We are coming up on our first Anniversary (May 4th)! It has been a painful and grace-filled year. Please pray for our relationships with people here in Lynden, WA, especially with our generous hosts.
Mary will be in school through the summer. Ben will continue to work for POSX until his contract runs out at the end of May, and then we'll see if they want to keep him or not.
Please pray for the good people at Sunrise Baptist Church and Auburn Household of Faith who have embraced us in prayer and community.
We believe that God is directing us to go to Papua New Guinea. So far, we don't know what the process or structure of getting there is going to look like. We don't have sending organization yet, but both of us have a lot of peace right now, knowing that God will direct us in His own time.
God is good and we are filled and poured out, broken and remade according to His good purpose.
Thank you for your love and prayers.

Ben and Mary Grimm

Hope

You know that feeling when you get woken up out of a deep, deep sleep? It's as if you are being pulled bodily out of a very dark, very comfortable place. It is unpleasant, uncomfortable, and you can't help being a little irritated even before you actually surface. This happened to me recently, and the raw discomfort of that sensation has been lingering with me.

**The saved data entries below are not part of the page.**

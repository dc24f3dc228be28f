//! Custom error types for dvr-console.
//!
//! Every failure a user action can hit is one of these variants. Partial
//! failures inside a bulk action are not errors; they travel as per-item
//! results instead.

use std::error::Error;
use std::fmt;
use std::io;

/// Application error types.
#[derive(Debug)]
pub enum AppError {
    /// Network/HTTP failure or an unreadable response body
    Transport(String),
    /// Local precondition failed before any request was made
    Validation(String),
    /// Configuration errors
    Config(String),
    /// File I/O errors
    Io(io::Error),
}

impl AppError {
    /// Shorthand for a validation failure.
    pub fn validation(msg: impl Into<String>) -> Self {
        AppError::Validation(msg.into())
    }

    /// Whether this error was raised locally, without touching the network.
    pub fn is_validation(&self) -> bool {
        matches!(self, AppError::Validation(_))
    }
}

impl fmt::Display for AppError {
    fn fmt(&self, f: &mut fmt::Formatter<'_>) -> fmt::Result {
        match self {
            AppError::Transport(msg) => write!(f, "Error: {}", msg),
            AppError::Validation(msg) => write!(f, "{}", msg),
            AppError::Config(msg) => write!(f, "Config error: {}", msg),
            AppError::Io(err) => write!(f, "I/O error: {}", err),
        }
    }
}

impl Error for AppError {
    fn source(&self) -> Option<&(dyn Error + 'static)> {
        match self {
            AppError::Io(err) => Some(err),
            _ => None,
        }
    }
}

impl From<io::Error> for AppError {
    fn from(err: io::Error) -> Self {
        AppError::Io(err)
    }
}

impl From<reqwest::Error> for AppError {
    fn from(err: reqwest::Error) -> Self {
        AppError::Transport(err.to_string())
    }
}

impl From<serde_json::Error> for AppError {
    fn from(err: serde_json::Error) -> Self {
        AppError::Transport(format!("unreadable response: {}", err))
    }
}

impl From<toml::de::Error> for AppError {
    fn from(err: toml::de::Error) -> Self {
        AppError::Config(err.to_string())
    }
}

impl From<toml::ser::Error> for AppError {
    fn from(err: toml::ser::Error) -> Self {
        AppError::Config(err.to_string())
    }
}

/// Result type alias using AppError.
pub type Result<T> = std::result::Result<T, AppError>;

#[cfg(test)]
mod tests {
    use super::*;

    #[test]
    fn test_transport_display_keeps_raw_description() {
        let err = AppError::Transport("connection refused".to_string());
        assert_eq!(err.to_string(), "Error: connection refused");
    }

    #[test]
    fn test_validation_display_is_bare_message() {
        let err = AppError::validation("No episodes selected");
        assert_eq!(err.to_string(), "No episodes selected");
        assert!(err.is_validation());
    }

    #[test]
    fn test_error_from_io() {
        let io_err = io::Error::new(io::ErrorKind::NotFound, "file not found");
        let app_err: AppError = io_err.into();
        assert!(matches!(app_err, AppError::Io(_)));
        assert!(app_err.source().is_some());
    }

    #[test]
    fn test_error_from_json_is_transport() {
        let json_err = serde_json::from_str::<serde_json::Value>("<html>").unwrap_err();
        let app_err: AppError = json_err.into();
        assert!(matches!(app_err, AppError::Transport(_)));
        assert!(!app_err.is_validation());
    }
}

Last night a friend was talking with me about hope.
She said, "Hope is suffering."
My mind immediately went to that waking sensation.

Hope is not the same thing as optimism.
Hope is like that uncomfortable transition rising up out of a deep sleep.
"The evidence of things not seen."
The evidence of a woken world. Something far more tangible, vibrant, and breathtaking than the soft dream world I cling to.

People often say that our lives are only a moment, a breath before the span of eternity. If this is true, than the analogy is even more potent. That transition, truly only takes a moment.

This year has been one of suffering. Hope.
Painful changing, painful communicating, painful working towards better things that we hope for but do not yet experience. Hope is what keeps a soul, a relationship, a marriage, a world alive. Or rather, it is the evidence that soon we will truly be AWAKE!

Ben and I have been so blessed in this first year of our marriage (anniversary coming up May 4th!).
We are learning to hope. We are learning how painful that can be.
It feels like this invisible barrier that keeps me from throwing up my hands and saying, "Enough!" It compels me to work through things when I would rather sulk or stew. It gives him the patience to weather my 'righteous anger'. God promised us, and we promised God, to love, to cherish, to hope. Now we are in the thick of it and finding that easy answers are few and far between.

This life is breathtaking.
As in, you just fell off the swing and got the wind knocked out of you, breath taking.
Or you hiked to the top of a rise and discovered Middle Earth spread out in glory before you, breath taking.
This God. He's a little nuts by all the standards in the book. He loves asymmetry, complex math, and these human creatures that seem to have a knack for screwing up just about anything. He laughs a lot, and He also cries a lot. He is deeply passionate about everything. And He is GOOD, like we've never even seen. His woken world... I can't begin to imagine. I just know that coming awake from sleep is uncomfortable. Hope is uncomfortable.

It's okay to be skeptical. Anyone who would willingly choose to be in a constant state of change and discomfort is a weirdo. I confess to this wholeheartedly.
Serving God isn't a side hobby, and the payoff in this world is sketchy at best. One minute we've got every good thing, the next we're wandering in the wilderness babbling about faith and water.
But, that's also true to how the rest of creation lives. I mean, any religion that promises eternal spring or perfect equilibrium, must not have been paying attention anytime during the last 12 months. It's a nice thought, but it sure isn't real.

Anyway. All this to say, life is uncomfortable. God is too. Pain happens. So does Joy. Ultimately, although none of us want to go through extreme discomfort, I'm pretty sure no mother would wish her baby to simply remain in the womb forever, and most sleepers do not wish to remain comatose.
So may God speak over your Life.
May He speak words that pull us out of deep slumber into waking.

May He speak words that make us hope.